To a great extent the essay is both anti-war and anti-slavery. Thoreau references sources as disparate as Confucius and the Bible to under gird his arguments. Although he makes an effort to sound practical at times his primary tendency is one of dissociation from the current American government. His rhetoric demonstrates a moral absolutism that is reminiscent of the speeches of William Lloyd Garrison. He is a genuine radical as he makes statements like: "If I have unjustly wrested a plank from a drowning man, I must restore it to him though I drown myself . . . The people must cease to hold slaves, and to make war on Mexico, though it cost them their existence as a people." He castigates as "the most serious obstacle to reform" those liberals who personally disapprove of slavery or the war yet still support the government. Moreover, he observes that "action from principle . . . is essentially revolutionary". His personal episode in jail is one small example of the consequences of his adherence to principle. "Under a government which imprisons any unjustly, the true place for a just man is also a prison."

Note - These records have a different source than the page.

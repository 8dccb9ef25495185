//! Composes the three screens: owns the engines, routes input and draws
//! one frame at a time into whatever surface the backend provides.

use std::cell::Cell;
use std::rc::Rc;
use std::time::Instant;

use tracing::{debug, info};

use crate::ambient::{AmbientField, AmbientSettings};
use crate::carousel::Gesture;
use crate::celebration::Celebration;
use crate::config::ShowConfig;
use crate::constants::{TEXT_COLOR, TRANSITION_DELAY};
use crate::engine::Engine;
use crate::error::ShowResult;
use crate::particles::engine_rng;
use crate::proposal::Proposal;
use crate::scheduler::FrameScheduler;
use crate::schedule::Frame;
use crate::screen::{Screen, ScreenManager};
use crate::starfield::Starfield;
use crate::surface::{Paint, Rect, RenderSurface};
use crate::text;

#[derive(Clone, Copy, Debug, PartialEq)]
pub enum Input {
    /// Enter/space: the continue control, or "yes" on the proposal.
    Confirm,
    Accept,
    Reject,
    Left,
    Right,
    PointerDown { x: f32, y: f32 },
    PointerUp { x: f32, y: f32 },
}

#[derive(Clone, Copy, Debug, PartialEq, Eq)]
pub struct FrameStatus {
    pub screen: Screen,
    /// Starfield frame counter (frozen once the intro stops).
    pub starfield_frame: Frame,
    pub continue_visible: bool,
}

struct ProposalScreen {
    model: Proposal,
    ambient: AmbientField,
}

struct Button {
    label: String,
    rect: Rect,
    font_px: f32,
}

impl Button {
    fn layout(
        surface: &mut dyn RenderSurface,
        label: &str,
        font_px: f32,
        (pad_v, pad_h): (f32, f32),
        cx: f32,
        cy: f32,
    ) -> Self {
        surface.set_font(font_px);
        let w = surface.measure_text_width(label) + pad_h * 2.0;
        let h = font_px + pad_v * 2.0;
        Self { label: label.to_string(), rect: Rect::centered(cx, cy, w, h), font_px }
    }

    fn draw(&self, surface: &mut dyn RenderSurface, fill: Paint) {
        surface.set_paint(fill);
        surface.fill_rect(self.rect.x, self.rect.y, self.rect.w, self.rect.h);
        surface.set_font(self.font_px);
        surface.set_paint(Paint::rgb((255, 255, 255)));
        let (cx, cy) = self.rect.center();
        let w = surface.measure_text_width(&self.label);
        surface.draw_text(&self.label, cx - w / 2.0, cy);
    }
}

pub struct Presentation {
    config: ShowConfig,
    screens: ScreenManager,
    scheduler: FrameScheduler,
    starfield: Starfield,
    continue_visible: Rc<Cell<bool>>,
    proposal: Option<ProposalScreen>,
    celebration: Option<Celebration>,
}

impl Presentation {
    /// Validate the configuration, build the intro and start it.
    pub fn new(config: ShowConfig, surface: &mut dyn RenderSurface) -> ShowResult<Self> {
        config.validate()?;

        let continue_visible = Rc::new(Cell::new(false));
        let flag = continue_visible.clone();
        let mut starfield = Starfield::init(surface, &config)?.on_reveal(move |_| flag.set(true));

        let mut scheduler = FrameScheduler::new();
        starfield.start(&mut scheduler, surface);

        Ok(Self {
            config,
            screens: ScreenManager::new(TRANSITION_DELAY),
            scheduler,
            starfield,
            continue_visible,
            proposal: None,
            celebration: None,
        })
    }

    pub fn screen(&self) -> Screen {
        self.screens.current()
    }

    pub fn starfield(&self) -> &Starfield {
        &self.starfield
    }

    pub fn celebration(&self) -> Option<&Celebration> {
        self.celebration.as_ref()
    }

    pub fn rejections(&self) -> usize {
        self.proposal.as_ref().map_or(0, |p| p.model.rejections())
    }

    pub fn status(&self) -> FrameStatus {
        FrameStatus {
            screen: self.screens.current(),
            starfield_frame: self.starfield.frame(),
            continue_visible: self.continue_visible.get(),
        }
    }

    pub fn handle_input(&mut self, input: Input, surface: &mut dyn RenderSurface, now: Instant) {
        if !self.screens.is_active() {
            return;
        }
        match self.screens.current() {
            Screen::Starfield => self.starfield_input(input, surface, now),
            Screen::Proposal => self.proposal_input(input, surface, now),
            Screen::Celebration => self.celebration_input(input, surface),
        }
    }

    fn starfield_input(&mut self, input: Input, surface: &mut dyn RenderSurface, now: Instant) {
        if !self.continue_visible.get() {
            return;
        }
        let pressed = match input {
            Input::Confirm => true,
            Input::PointerUp { x, y } => self.continue_button(surface).rect.contains(x, y),
            _ => false,
        };
        if pressed {
            self.starfield.stop(&mut self.scheduler, surface);
            self.screens.transition_to(Screen::Proposal, now);
        }
    }

    fn proposal_input(&mut self, input: Input, surface: &mut dyn RenderSurface, now: Instant) {
        let Some((yes, no)) = self.proposal_buttons(surface) else {
            return;
        };
        let accepted = match input {
            Input::Confirm | Input::Accept => true,
            Input::PointerUp { x, y } if yes.rect.contains(x, y) => true,
            Input::Reject => false,
            Input::PointerUp { x, y } if no.rect.contains(x, y) => false,
            _ => return,
        };

        let Some(screen) = self.proposal.as_mut() else {
            return;
        };
        if accepted {
            info!(rejections = screen.model.rejections(), "proposal accepted");
            screen.ambient.stop(&mut self.scheduler, surface);
            self.screens.transition_to(Screen::Celebration, now);
        } else {
            let question = screen.model.reject();
            debug!(question, "proposal rejected");
        }
    }

    fn celebration_input(&mut self, input: Input, surface: &mut dyn RenderSurface) {
        let Some(celebration) = self.celebration.as_mut() else {
            return;
        };
        match input {
            Input::Left => {
                celebration.gesture(Gesture::ArrowLeft);
            }
            Input::Right => {
                celebration.gesture(Gesture::ArrowRight);
            }
            Input::PointerDown { x, .. } => celebration.pointer_down(x),
            Input::PointerUp { x, y } => {
                celebration.pointer_up(x, y, surface.width(), surface.height());
            }
            _ => {}
        }
    }

    /// Run one display refresh: finish due transitions, fire due ticks,
    /// then draw the active screen's controls on top.
    pub fn frame(&mut self, surface: &mut dyn RenderSurface, now: Instant) -> ShowResult<FrameStatus> {
        if let Some(screen) = self.screens.poll(now) {
            self.activate(screen, surface)?;
        }

        let mut drew = false;
        for handle in self.scheduler.take_due() {
            let sched = &mut self.scheduler;
            drew |= self.starfield.on_tick(handle, sched, surface)
                || self
                    .proposal
                    .as_mut()
                    .is_some_and(|p| p.ambient.on_tick(handle, sched, surface))
                || self
                    .celebration
                    .as_mut()
                    .is_some_and(|c| c.ambient_mut().on_tick(handle, sched, surface));
        }
        if !drew {
            surface.clear();
        }

        if self.screens.is_active() {
            match self.screens.current() {
                Screen::Starfield => {
                    if self.continue_visible.get() {
                        let button = self.continue_button(surface);
                        button.draw(surface, Paint::rgba(140, 90, 200, 0.8));
                    }
                }
                Screen::Proposal => self.draw_proposal(surface),
                Screen::Celebration => {
                    if let Some(c) = self.celebration.as_mut() {
                        c.render_overlay(surface);
                    }
                }
            }
        }

        Ok(self.status())
    }

    fn activate(&mut self, screen: Screen, surface: &mut dyn RenderSurface) -> ShowResult<()> {
        match screen {
            Screen::Starfield => {}
            Screen::Proposal => {
                let mut ambient = AmbientField::init(
                    surface,
                    self.ambient_settings(self.config.ambient.proposal_star_count),
                    engine_rng(self.config.seed, 1),
                );
                ambient.start(&mut self.scheduler, surface);
                self.proposal = Some(ProposalScreen {
                    model: Proposal::new(self.config.proposal.clone()),
                    ambient,
                });
            }
            Screen::Celebration => {
                let mut celebration = Celebration::init(surface, &self.config)?;
                celebration.ambient_mut().start(&mut self.scheduler, surface);
                self.celebration = Some(celebration);
            }
        }
        Ok(())
    }

    fn ambient_settings(&self, star_count: usize) -> AmbientSettings {
        AmbientSettings {
            star_count,
            palette: self.config.starfield.color_hues.clone(),
            max_radius: self.config.ambient.max_radius,
            twinkle_chance: self.config.ambient.twinkle_chance,
        }
    }

    fn continue_button(&self, surface: &mut dyn RenderSurface) -> Button {
        let (w, h) = (surface.width(), surface.height());
        Button::layout(surface, &self.config.continue_button_text, 20.0, (12.0, 32.0), w / 2.0, h * 0.85)
    }

    /// "yes" to the left of centre, "no" to the right.
    fn proposal_buttons(&self, surface: &mut dyn RenderSurface) -> Option<(Button, Button)> {
        let model = &self.proposal.as_ref()?.model;
        let (cx, cy) = (surface.width() / 2.0, surface.height() / 2.0 + 60.0);

        let mut yes = Button::layout(
            surface,
            model.yes_text(),
            model.yes_font_px(),
            model.yes_padding(),
            cx,
            cy,
        );
        yes.rect.x = cx - yes.rect.w - 12.0;

        let mut no = Button::layout(
            surface,
            model.no_text(),
            model.no_font_px(),
            model.no_padding(),
            cx,
            cy,
        );
        no.rect.x = cx + 12.0;
        Some((yes, no))
    }

    fn draw_proposal(&self, surface: &mut dyn RenderSurface) {
        let Some(screen) = self.proposal.as_ref() else {
            return;
        };
        let (w, h) = (surface.width(), surface.height());
        let card = Rect::centered(w / 2.0, h / 2.0, (w * 0.9).min(560.0), 320.0);
        surface.set_paint(Paint::rgba(255, 255, 255, 0.08));
        surface.fill_rect(card.x, card.y, card.w, card.h);

        surface.set_font(30.0_f32.min(w / 20.0));
        surface.set_paint(Paint::rgb(TEXT_COLOR));
        text::draw_wrapped(surface, screen.model.question(), w / 2.0, card.y + 90.0, card.w * 0.85, 40.0);

        if let Some((yes, no)) = self.proposal_buttons(surface) {
            yes.draw(surface, Paint::rgba(220, 60, 120, 0.9));
            no.draw(surface, Paint::rgba(90, 90, 110, 0.9));
        }
    }
}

These are strong words that suggest why the ideas presented in this essay have continued to have a profound effect until our own day. It is why the essay has influenced subsequent thinkers like Gandhi, Martin Luther King, and others. It is why this essay is considered one of the "great essays" of Thoreau's era and our own.


7 comments:

Stephen said...

I count Thoreau as one of my major influences, in part for his moral courage -- a courage that was entirely involved in his own actions, not in mass agitation for more influence in the machine. These days I think most people associate him with Walden, and nothing else.

James said...

Stephen,

Thoreau is on my short list of thinkers who have influenced me. I admire his individualism and principled life. While I love Walden I also have found his essays and journals worthwhile reading.

Fred said...

Stephen,

Thanks for reminding me. I think it would be a good time to reread Civil Disobedience. I had heard that it was Emerson who paid Thoreau's bail. Unfortunately I can't give you any source for that. It was a long time ago.

James said...

R.T.,

Thanks for your comments. I share your expression of support for limited government. Although, it is hard to imagine how much the government has grown over the decades and, in spite of that how loud the supporters of big government scream if you even consider slowing the rate of growth.

Stephen said...

As Oliver Wilde said....“The bureaucracy is expanding to meet the needs of the expanding bureaucracy.”

Ruth @ with freedom and books said...

I can't wait to reread this again. I read it in college and forgot A LOT, of which you remind me. I can't say I will agree with everything, but it will be well worth another review.

James said...

Ruth,
This is a great short essay that rewards rereading. Like most great essays it is thought-provoking even when we disagree.